Women empowerment in the Middle East

How women are being supported


Women Empowering Women in the ME

Women are being empowered in the workplace

Having recently celebrated International Women’s Day 2020, it’s the perfect time to examine the Middle East marketplace and learn what organizations are doing to support and empower women. With more businesses shining a light on women’s achievements in the workplace, as well as promoting them to positions of leadership, it’s clear that the region is going from strength to strength with its support of women at work.

The quality of professional women taking industries by storm is extremely diverse – and it’s only growing. Such progress is even being recognized by major outlets, with Forbes recently unveiling its Power Businesswomen in the Middle East 2020. There are some high-flyers on the list, including Raja Easa Al Gurg, Managing Director at Dubai-based Easa Saleh Al Gurg Group, and Dr. Asha Bin Bishr, Director General of the city-wide smart transformation project Smart Dubai.
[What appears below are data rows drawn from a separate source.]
//! NSL parsing with bounds checks on every read

use crate::header::NslHeader;
use byteorder::{BigEndian, ByteOrder};
use qdct_core::consts::{BLOCK_AREA, NSL_HEADER_LEN, NSL_MAGIC, NSL_MAX_DEVICE_ID_LEN, NSL_VERSION};
use qdct_core::{
    BlockPosition, Channel, CompressedBlock, CompressedImage, QdctError, QdctResult,
    TruncationSite,
};

/// Smallest possible encoded block: position plus three empty channel counts
const MIN_BLOCK_LEN: usize = 10;

/// Cursor over an NSL buffer that reports where a short read happened
struct NslReader<'a> {
    data: &'a [u8],
    offset: usize,
}

impl<'a> NslReader<'a> {
    fn new(data: &'a [u8]) -> Self {
        Self { data, offset: 0 }
    }

    fn remaining(&self) -> usize {
        self.data.len() - self.offset
    }

    fn take(&mut self, needed: usize, site: TruncationSite) -> QdctResult<&'a [u8]> {
        if needed > self.remaining() {
            return Err(QdctError::TruncatedFile {
                site,
                offset: self.offset,
                needed,
                remaining: self.remaining(),
            });
        }
        let bytes = &self.data[self.offset..self.offset + needed];
        self.offset += needed;
        Ok(bytes)
    }

    fn read_u16(&mut self, site: TruncationSite) -> QdctResult<u16> {
        Ok(BigEndian::read_u16(self.take(2, site)?))
    }

    fn read_u32(&mut self, site: TruncationSite) -> QdctResult<u32> {
        Ok(BigEndian::read_u32(self.take(4, site)?))
    }
}

/// Parse the fixed header and device identifier
fn read_header(reader: &mut NslReader<'_>) -> QdctResult<NslHeader> {
    let len = reader.remaining();
    if len < NSL_HEADER_LEN {
        return Err(QdctError::TooSmall {
            len,
            min: NSL_HEADER_LEN,
        });
    }

    // The length check above covers every fixed field.
    let fixed = reader.take(NSL_HEADER_LEN, TruncationSite::DeviceId)?;
    let field = |i: usize| BigEndian::read_u32(&fixed[i * 4..i * 4 + 4]);

    let magic = field(0);
    if magic != NSL_MAGIC {
        return Err(QdctError::InvalidMagic {
            found: magic,
            expected: NSL_MAGIC,
        });
    }
    let version = field(1);
    if version != NSL_VERSION {
        return Err(QdctError::UnsupportedVersion(version));
    }

    let id_len = field(7) as usize;
    if id_len == 0 || id_len > NSL_MAX_DEVICE_ID_LEN {
        return Err(QdctError::InvalidDeviceIdLength { length: id_len });
    }
    let id_offset = reader.offset;
    let id_bytes = reader.take(id_len, TruncationSite::DeviceId)?;
    let device_id = std::str::from_utf8(id_bytes)
        .map_err(|_| QdctError::InvalidDeviceId { offset: id_offset })?
        .to_string();

    Ok(NslHeader {
        version,
        width: field(2),
        height: field(3),
        compression_level: field(4),
        timestamp: field(5),
        original_size: field(6),
        device_id,
    })
}

fn read_block(reader: &mut NslReader<'_>, block: usize) -> QdctResult<CompressedBlock> {
    let position = TruncationSite::Position { block };
    let x = reader.read_u16(position)?;
    let y = reader.read_u16(position)?;
    let mut compressed = CompressedBlock::new(BlockPosition::new(x as u32, y as u32));

    for channel in Channel::ALL {
        let count = reader.read_u16(TruncationSite::Count { block, channel })? as usize;
        let data_offset = reader.offset;
        let triples = reader.take(count * 3, TruncationSite::Coefficients { block, channel })?;

        let coeffs = compressed.channel_mut(channel);
        for (i, triple) in triples.chunks_exact(3).enumerate() {
            let index = triple[0];
            if index as usize >= BLOCK_AREA {
                return Err(QdctError::InvalidCoefficientIndex {
                    block,
                    channel,
                    index,
                    offset: data_offset + i * 3,
                });
            }
            coeffs[index as usize] = BigEndian::read_i16(&triple[1..]);
        }
    }
    Ok(compressed)
}

/// Parse an NSL buffer, keeping the informational header fields
pub fn decode_with_header(data: &[u8]) -> QdctResult<(NslHeader, CompressedImage)> {
    let mut reader = NslReader::new(data);
    let header = read_header(&mut reader)?;

    let block_count = reader.read_u32(TruncationSite::BlockCount)? as usize;
    log::trace!(
        "NSL header: {} {}, level {}, {} blocks",
        header.device_id,
        header.dimensions(),
        header.compression_level,
        block_count
    );

    let mut image = CompressedImage::new(
        header.device_id.clone(),
        header.dimensions(),
        header.compression_level,
    );
    image
        .blocks
        .reserve(block_count.min(reader.remaining() / MIN_BLOCK_LEN));
    for block in 0..block_count {
        image.blocks.push(read_block(&mut reader, block)?);
    }

    if reader.remaining() > 0 {
        log::trace!("ignoring {} trailing bytes", reader.remaining());
    }
    log::debug!(
        "decoded {} bytes into {} blocks for {}",
        data.len(),
        image.blocks.len(),
        image.device_id
    );
    Ok((header, image))
}

/// Parse an NSL buffer
pub fn decode(data: &[u8]) -> QdctResult<CompressedImage> {
    decode_with_header(data).map(|(_, image)| image)
}
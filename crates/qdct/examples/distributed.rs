//! Compress one image on several simulated devices, store each version as
//! NSL, and reconstruct from the stored files.
//!
//! ```text
//! RUST_LOG=debug cargo run -p qdct --features image --example distributed -- \
//!     --input photo.png --level 100 --out out/
//! ```

use anyhow::{Context, Result};
use clap::Parser;
use qdct::*;
use std::path::PathBuf;

#[derive(Parser, Debug)]
#[command(version, about, long_about = None)]
struct Args {
    /// Source image; a synthetic test card is used when omitted
    #[arg(short, long)]
    input: Option<PathBuf>,

    /// Compression level applied on every device
    #[arg(short, long, default_value = "100")]
    level: u32,

    /// Device identifiers
    #[arg(short, long, num_args = 1.., default_values = ["DEVICE-001", "DEVICE-002", "DEVICE-003"])]
    devices: Vec<String>,

    /// Output directory for NSL files and previews
    #[arg(short, long, default_value = "qdct-out")]
    out: PathBuf,
}

fn test_card(width: u32, height: u32) -> Result<Image> {
    let mut image = Image::new(Dimensions::new(width, height))?;
    for y in 0..height {
        for x in 0..width {
            let fx = x as f32 / width as f32;
            let fy = y as f32 / height as f32;
            let ring = ((fx - 0.5).hypot(fy - 0.5) * 40.0).sin() * 0.5 + 0.5;
            image.set_pixel(
                x,
                y,
                [
                    (fx * 255.0) as u8,
                    (ring * 255.0) as u8,
                    (fy * 255.0) as u8,
                    255,
                ],
            );
        }
    }
    Ok(image)
}

fn main() -> Result<()> {
    env_logger::init();
    let args = Args::parse();

    let source = match &args.input {
        Some(path) => load_image(path).with_context(|| format!("loading {}", path.display()))?,
        None => test_card(256, 192)?,
    };
    std::fs::create_dir_all(&args.out)?;

    let engine = CompressionEngine::default();
    let mut paths = Vec::new();
    for device in &args.devices {
        let result = engine.compress(&source, device, args.level)?;
        let quality = psnr(&source, &result.preview)?;

        let path = args.out.join(nsl_filename(device, args.level, 0));
        write_nsl_file(&path, &result.compressed)?;
        save_image(&result.preview, args.out.join(format!("{}.png", device.replace(':', "-"))))?;

        println!(
            "{:<12} level {:>4}  {:>8} bytes  {:>6.2} dB",
            device, args.level, result.size_bytes, quality
        );
        paths.push(path);
    }

    let versions = paths
        .iter()
        .map(read_nsl_file)
        .collect::<QdctResult<Vec<_>>>()?;
    let merged = engine.reconstruct(&versions)?;
    save_image(&merged, args.out.join("reconstructed.png"))?;

    println!(
        "reconstructed from {} devices: {:.2} dB",
        versions.len(),
        psnr(&source, &merged)?
    );
    Ok(())
}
While the C-suite in the Middle East is littered with highly successful women, it’s not only major corporations where you’ll find empowered businesswomen. Indeed, entrepreneurialism is on the rise across the region, and women business owners like Doaa bin Thabit of Packageha are taking their careers into their own hands – and making great strides.

It all began with a package

Statistics don’t lie

To coincide with International Women’s Day, Canon partnered with YouGov to conduct a survey exploring the attitudes to women empowerment in the workplace. Speaking with over 1,000 respondents in the region, the survey revealed very optimistic data about women in business and how organizations are supporting their futures.

An overwhelming 83% of respondents say they have noticed an improvement in diversity and gender balance at work in the past five to 10 years, and nearly two in three (64%) believe females in the region are well represented in the boardroom. Additionally, a number of benefits have been introduced to level the playing field and create greater work-life balance for women, including flexible work arrangements, training programs and fair parental leave.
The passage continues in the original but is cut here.